Word-for-word transcription is needed for all of the entries.

[Collected data entries]
◇ ◇ ◇

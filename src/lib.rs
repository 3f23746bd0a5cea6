pub mod base;
pub mod cache;
pub mod sim;
pub mod ui;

◇ ◇ ◇

Answer below:
filename src/lib.rs
repository 3f23746bd0a5cea6
pub mod base;
pub mod cache;
pub mod sim;
pub mod ui;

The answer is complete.